■ **Description of the task**:
Below are some entries; report how many of their lines contain the word "RecordingHandler", giving nothing besides the number.

■ **Material for this exercise**:
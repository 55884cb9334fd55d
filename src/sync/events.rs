//! Transaction dispatch for block replay.
//!
//! Indexers implement `TransactionHandler` and are registered once with an `EventDispatcher` at
//! startup. The sync engine replays each block through the dispatcher, which hands every
//! transaction to every handler in registration order and waits for all of them before moving on
//! to the next transaction. The first handler error stops dispatch and is returned to the engine,
//! which then leaves the checkpoint where it was.

use super::types::{IndexError, IndexedTransaction, SyncError};
use crate::chain::Block;
use std::sync::Arc;
use tracing::{debug, error};

/// Trait for consumers of the transaction stream.
///
/// Handlers should skip input they do not understand rather than fail: a returned error stalls
/// the whole pipeline at that transaction until it is fixed.
#[async_trait::async_trait]
pub trait TransactionHandler: Send + Sync {
    /// Handle one transaction.
    ///
    /// Called exactly once per dispatch, after every earlier transaction has been handled by
    /// every handler.
    async fn handle(&self, tx: &IndexedTransaction<'_>) -> Result<(), IndexError>;

    /// Get the name of this handler for logging and diagnostics.
    fn name(&self) -> &'static str;
}

/// Event dispatcher that fans transactions out to the registered handlers.
#[derive(Default, Clone)]
pub struct EventDispatcher {
    handlers: Vec<Arc<dyn TransactionHandler>>,
}

impl EventDispatcher {
    /// Create a new, empty event dispatcher.
    pub fn new() -> Self {
        Self {
            handlers: Vec::new(),
        }
    }

    /// Register a new handler.
    ///
    /// Handlers are called in the order they are registered.
    pub fn register_handler(&mut self, handler: Arc<dyn TransactionHandler>) {
        debug!("Registered handler {}", handler.name());
        self.handlers.push(handler);
    }

    pub fn handler_count(&self) -> usize {
        self.handlers.len()
    }

    /// Dispatch one transaction to all handlers, stopping at the first failure.
    pub async fn dispatch(&self, tx: &IndexedTransaction<'_>) -> Result<(), SyncError> {
        for handler in &self.handlers {
            if let Err(source) = handler.handle(tx).await {
                error!(
                    "Handler {} failed on transaction {} at block {} position {}: {}",
                    handler.name(),
                    tx.transaction.id,
                    tx.block_height,
                    tx.position,
                    source
                );
                return Err(SyncError::Handler {
                    handler: handler.name(),
                    block_height: tx.block_height,
                    position: tx.position,
                    source,
                });
            }
        }
        Ok(())
    }

    /// Replay a block: every transaction in array order, tagged with its position.
    ///
    /// Returns the number of transactions dispatched.
    pub async fn replay_block(&self, block: &Block) -> Result<usize, SyncError> {
        for (position, transaction) in block.transactions.iter().enumerate() {
            let tx = IndexedTransaction {
                block_height: block.height,
                position,
                transaction,
            };
            self.dispatch(&tx).await?;
        }
        Ok(block.transactions.len())
    }
}

#[cfg(test)]
pub(crate) mod tests {
    use super::*;
    use crate::chain::Transaction;
    use parking_lot::Mutex;

    /// Records `(handler, tx id, height, position)` for every call, optionally failing on one id.
    pub(crate) struct RecordingHandler {
        pub name: &'static str,
        pub log: Arc<Mutex<Vec<(&'static str, String, u64, usize)>>>,
        pub fail_on: Option<String>,
    }

    #[async_trait::async_trait]
    impl TransactionHandler for RecordingHandler {
        async fn handle(&self, tx: &IndexedTransaction<'_>) -> Result<(), IndexError> {
            if self.fail_on.as_deref() == Some(tx.transaction.id.as_str()) {
                return Err(IndexError::InvalidTransaction {
                    id: tx.transaction.id.clone(),
                    reason: "poison".to_string(),
                });
            }
            self.log.lock().push((
                self.name,
                tx.transaction.id.clone(),
                tx.block_height,
                tx.position,
            ));
            Ok(())
        }

        fn name(&self) -> &'static str {
            self.name
        }
    }

    pub(crate) fn transfer(id: &str, timestamp: u64) -> Transaction {
        serde_json::from_value(serde_json::json!({
            "id": id,
            "type": 4,
            "sender": "3Nsender",
            "timestamp": timestamp,
            "fee": 1,
            "recipient": "3Nrecipient",
            "amount": 10
        }))
        .expect("valid transaction")
    }

    #[tokio::test]
    async fn test_every_handler_sees_a_transaction_before_the_next() {
        let log = Arc::new(Mutex::new(Vec::new()));
        let mut dispatcher = EventDispatcher::new();
        for name in ["first", "second"] {
            dispatcher.register_handler(Arc::new(RecordingHandler {
                name,
                log: log.clone(),
                fail_on: None,
            }));
        }

        let block = Block {
            height: 7,
            timestamp: 0,
            transactions: vec![transfer("t0", 1), transfer("t1", 2), transfer("t2", 3)],
        };
        let count = dispatcher.replay_block(&block).await.expect("replay");

        assert_eq!(count, 3);
        let calls: Vec<(&str, String, usize)> = log
            .lock()
            .iter()
            .map(|(name, id, height, position)| {
                assert_eq!(*height, 7);
                (*name, id.clone(), *position)
            })
            .collect();
        assert_eq!(
            calls,
            vec![
                ("first", "t0".to_string(), 0),
                ("second", "t0".to_string(), 0),
                ("first", "t1".to_string(), 1),
                ("second", "t1".to_string(), 1),
                ("first", "t2".to_string(), 2),
                ("second", "t2".to_string(), 2),
            ]
        );
    }

    #[tokio::test]
    async fn test_handler_error_stops_dispatch() {
        let log = Arc::new(Mutex::new(Vec::new()));
        let mut dispatcher = EventDispatcher::new();
        dispatcher.register_handler(Arc::new(RecordingHandler {
            name: "failing",
            log: log.clone(),
            fail_on: Some("t1".to_string()),
        }));
        dispatcher.register_handler(Arc::new(RecordingHandler {
            name: "after",
            log: log.clone(),
            fail_on: None,
        }));

        let block = Block {
            height: 3,
            timestamp: 0,
            transactions: vec![transfer("t0", 1), transfer("t1", 2), transfer("t2", 3)],
        };
        let err = dispatcher.replay_block(&block).await.expect_err("should fail");

        assert!(matches!(
            err,
            SyncError::Handler {
                handler: "failing",
                block_height: 3,
                position: 1,
                ..
            }
        ));
        // t0 went through both handlers; nothing after the failure did.
        assert_eq!(log.lock().len(), 2);
    }
}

■ **The completed task**:
5